What triggers a Do-Not-Drink advisory?
If test results show health advisory levels of cyanotoxins after treatment, the Oregon Health Authority requires a second water sample—called a confirmation sample—be taken the following day at the same location. The follow-up sample—the second part of a two-part test—is taken because health issues related to cyanotoxins are based on multiple day exposure to the toxin at concentrations above the advisory level. The results of the two-step test—initial and confirmation sample together—provide the critical information needed on the presence of cyanotoxins and how long it has been present.
Where are the samples tested?
We have our own U.S. Environmental Protection Agency-preferred water testing system, ELISA, which means test results are available sooner than if they need to be sent to another lab. If an initial result shows the presence of cyanotoxins at concentrations above the health advisory level, our staff can draw a confirmation sample as soon as possible the following day (right after midnight) and run the lab test overnight. This allows us to tell the community as soon as possible if there is a need to issue a Do-Not-Drink advisory. We post results on our website during the algal season (May 1-October 31).
What happens if cyanotoxin test results indicate the need for a Do-Not-Drink health advisory?
If cyanotoxin test results indicate the need for a Do-Not-Drink health advisory, our community and water customers will be notified through our emergency notification system, news media, and social media channels.
How will water users learn more about the potential public health issues?
We will be coordinating with the Oregon Health Authority, Marion County Environmental Services, and Oregon Department of Agriculture to provide residents and businesses the best available information on potential public health issues and steps our community can take to keep their family and pets safe. We will use the same process to let people know when our water is safe again to drink following an advisory.
The U.S. Environmental Protection Agency also has public health information on their website.
How is a Do-Not-Drink advisory lifted?
To lift a Do-Not-Drink advisory, test results must meet the Oregon Health Authority requirements of two consecutive days of sampling that show cyanotoxins at concentrations below the health advisory levels. We will also consider other factors such as cyanotoxin levels in the watershed when deciding to lift a Do-Not-Drink advisory.
What are the new rules?
The Oregon Health Authority requires us to test and to report results for two cyanotoxins produced by cyanobacteria (algae).

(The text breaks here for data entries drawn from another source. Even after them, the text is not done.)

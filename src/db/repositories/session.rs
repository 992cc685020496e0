//! Session repository

use crate::models::Session;
use anyhow::{Context, Result};
use async_trait::async_trait;
use chrono::Utc;
use sqlx::{Row, SqlitePool};
use std::sync::Arc;

/// Session repository trait
#[async_trait]
pub trait SessionRepository: Send + Sync {
    /// Create a new session
    async fn create(&self, session: &Session) -> Result<Session>;

    /// Get session by ID (token)
    async fn get_by_id(&self, id: &str) -> Result<Option<Session>>;

    /// Delete a session
    async fn delete(&self, id: &str) -> Result<()>;

    /// Delete all expired sessions, returning the number removed
    async fn delete_expired(&self) -> Result<i64>;
}

/// SQLx-based session repository implementation
pub struct SqlxSessionRepository {
    pool: SqlitePool,
}

impl SqlxSessionRepository {
    pub fn new(pool: SqlitePool) -> Self {
        Self { pool }
    }

    pub fn boxed(pool: SqlitePool) -> Arc<dyn SessionRepository> {
        Arc::new(Self::new(pool))
    }
}

#[async_trait]
impl SessionRepository for SqlxSessionRepository {
    async fn create(&self, session: &Session) -> Result<Session> {
        sqlx::query(
            "INSERT INTO sessions (id, user_id, expires_at, created_at) VALUES (?, ?, ?, ?)",
        )
        .bind(&session.id)
        .bind(session.user_id)
        .bind(session.expires_at)
        .bind(session.created_at)
        .execute(&self.pool)
        .await
        .context("Failed to create session")?;
        Ok(session.clone())
    }

    async fn get_by_id(&self, id: &str) -> Result<Option<Session>> {
        let row = sqlx::query(
            "SELECT id, user_id, expires_at, created_at FROM sessions WHERE id = ?",
        )
        .bind(id)
        .fetch_optional(&self.pool)
        .await
        .context("Failed to get session")?;

        Ok(row.map(|r| Session {
            id: r.get("id"),
            user_id: r.get("user_id"),
            expires_at: r.get("expires_at"),
            created_at: r.get("created_at"),
        }))
    }

    async fn delete(&self, id: &str) -> Result<()> {
        sqlx::query("DELETE FROM sessions WHERE id = ?")
            .bind(id)
            .execute(&self.pool)
            .await
            .context("Failed to delete session")?;
        Ok(())
    }

    async fn delete_expired(&self) -> Result<i64> {
        let result = sqlx::query("DELETE FROM sessions WHERE expires_at < ?")
            .bind(Utc::now())
            .execute(&self.pool)
            .await
            .context("Failed to delete expired sessions")?;
        Ok(result.rows_affected() as i64)
    }
}

#[cfg(test)]
mod tests {
    use super::*;
    use crate::db::{create_test_pool, migrations};
    use crate::models::{User, UserRole};
    use chrono::Duration;

    async fn setup() -> (SqlitePool, SqlxSessionRepository, i64) {
        let pool = create_test_pool().await.expect("Failed to create test pool");
        migrations::run_migrations(&pool)
            .await
            .expect("Failed to run migrations");

        let user_repo = super::super::SqlxUserRepository::new(pool.clone());
        let user = crate::db::repositories::UserRepository::create(
            &user_repo,
            &User::new(
                "artist@example.com".to_string(),
                "artist".to_string(),
                "hash".to_string(),
                UserRole::Member,
            ),
        )
        .await
        .expect("Failed to create user");

        let repo = SqlxSessionRepository::new(pool.clone());
        (pool, repo, user.id)
    }

    fn session_for(user_id: i64, ttl_days: i64) -> Session {
        let now = Utc::now();
        Session {
            id: uuid::Uuid::new_v4().to_string(),
            user_id,
            expires_at: now + Duration::days(ttl_days),
            created_at: now,
        }
    }

    #[tokio::test]
    async fn test_create_and_get_session() {
        let (_pool, repo, user_id) = setup().await;
        let session = session_for(user_id, 7);

        repo.create(&session).await.expect("Failed to create session");
        let found = repo
            .get_by_id(&session.id)
            .await
            .expect("Failed to get session")
            .expect("Session not found");

        assert_eq!(found.user_id, user_id);
        assert!(!found.is_expired());
    }

    #[tokio::test]
    async fn test_delete_session() {
        let (_pool, repo, user_id) = setup().await;
        let session = session_for(user_id, 7);
        repo.create(&session).await.unwrap();

        repo.delete(&session.id).await.expect("Failed to delete");
        assert!(repo.get_by_id(&session.id).await.unwrap().is_none());
    }

    #[tokio::test]
    async fn test_delete_expired_sessions() {
        let (_pool, repo, user_id) = setup().await;
        repo.create(&session_for(user_id, -1)).await.unwrap();
        repo.create(&session_for(user_id, 7)).await.unwrap();

        let removed = repo.delete_expired().await.expect("Failed to delete expired");
        assert_eq!(removed, 1);
    }
}
//! User model
//!
//! Defines the User entity and role types. The email address is the login
//! identity; the role drives every permission check in the system.

use chrono::{DateTime, Utc};
use serde::{Deserialize, Serialize};
use std::fmt;
use std::str::FromStr;

/// User entity representing a registered account.
#[derive(Debug, Clone, Serialize, Deserialize)]
pub struct User {
    /// Unique identifier
    pub id: i64,
    /// Email address (unique, used to log in)
    pub email: String,
    /// Display name
    pub username: String,
    /// Password hash (argon2)
    #[serde(skip_serializing)]
    pub password_hash: String,
    /// User role
    pub role: UserRole,
    /// Profile image path
    pub avatar: Option<String>,
    /// Notification preferences
    pub preferences: NotificationPreferences,
    /// Creation timestamp
    pub created_at: DateTime<Utc>,
    /// Last update timestamp
    pub updated_at: DateTime<Utc>,
}

impl User {
    /// Create a new User. The password must already be hashed
    /// (`services::password::hash_password`).
    pub fn new(email: String, username: String, password_hash: String, role: UserRole) -> Self {
        let now = Utc::now();
        Self {
            id: 0, // Set by the database
            email,
            username,
            password_hash,
            role,
            avatar: None,
            preferences: NotificationPreferences::default(),
            created_at: now,
            updated_at: now,
        }
    }

    /// Check if the user is an administrator
    pub fn is_admin(&self) -> bool {
        self.role == UserRole::Admin
    }
}

/// User role for authorization.
///
/// - Admin: moderates artworks, manages events/projects and roles
/// - Member: submits artworks and project contributions
/// - Visitor: read access only beyond their own contributions
#[derive(Debug, Clone, Copy, PartialEq, Eq, Serialize, Deserialize)]
#[serde(rename_all = "lowercase")]
pub enum UserRole {
    Admin,
    Member,
    Visitor,
}

impl Default for UserRole {
    fn default() -> Self {
        Self::Visitor
    }
}

impl fmt::Display for UserRole {
    fn fmt(&self, f: &mut fmt::Formatter<'_>) -> fmt::Result {
        match self {
            UserRole::Admin => write!(f, "admin"),
            UserRole::Member => write!(f, "member"),
            UserRole::Visitor => write!(f, "visitor"),
        }
    }
}

impl FromStr for UserRole {
    type Err = anyhow::Error;

    fn from_str(s: &str) -> Result<Self, Self::Err> {
        match s.to_lowercase().as_str() {
            "admin" => Ok(UserRole::Admin),
            "member" => Ok(UserRole::Member),
            "visitor" => Ok(UserRole::Visitor),
            _ => Err(anyhow::anyhow!("Invalid user role: {}", s)),
        }
    }
}

/// Per-user notification preference flags.
///
/// Stored and served so clients can filter what they display; fan-out
/// itself always delivers to every affected user.
#[derive(Debug, Clone, Copy, Serialize, Deserialize)]
pub struct NotificationPreferences {
    pub artwork: bool,
    pub events: bool,
    pub projects: bool,
}

impl Default for NotificationPreferences {
    fn default() -> Self {
        Self {
            artwork: true,
            events: true,
            projects: true,
        }
    }
}

/// Input for a profile update (all fields optional)
#[derive(Debug, Clone, Default, Deserialize)]
pub struct UpdateProfileInput {
    pub username: Option<String>,
    pub email: Option<String>,
    /// Plaintext password (will be hashed)
    pub password: Option<String>,
    pub avatar: Option<String>,
}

Based on national public health research shown in the U.S. Environmental Protection Agency guidelines, the rules set two health advisory levels for cyanotoxins in drinking water—one for "vulnerable people" and one for "all persons." A health advisory level is the concentration of cyanotoxins at or below which adverse health effects are not expected to occur if consuming water containing cyanotoxins at this level for up to 10 days.
|Healthy Advisory Level||Vulnerable People||All Persons|
|Who is Affected||Children under the age of six, pregnant women or nursing mothers, and those with pre-existing liver conditions of receiving dialysis treatment||Everyone|
|Total Microcystins Trigger||0.3 ppb||1.6 ppb|
|Cylindrospermopsin Trigger ||0.7 ppb||3 ppb|
Is there a health advisory level for pets?
There is no health advisory level for pets. The U.S. Environmental Protect Agency reports cyanotoxins can be harmful to animals if they drink tap water contaminated with elevated levels of cyanotoxins. They advise pet owners to contact a veterinarian if animals show signs of illness.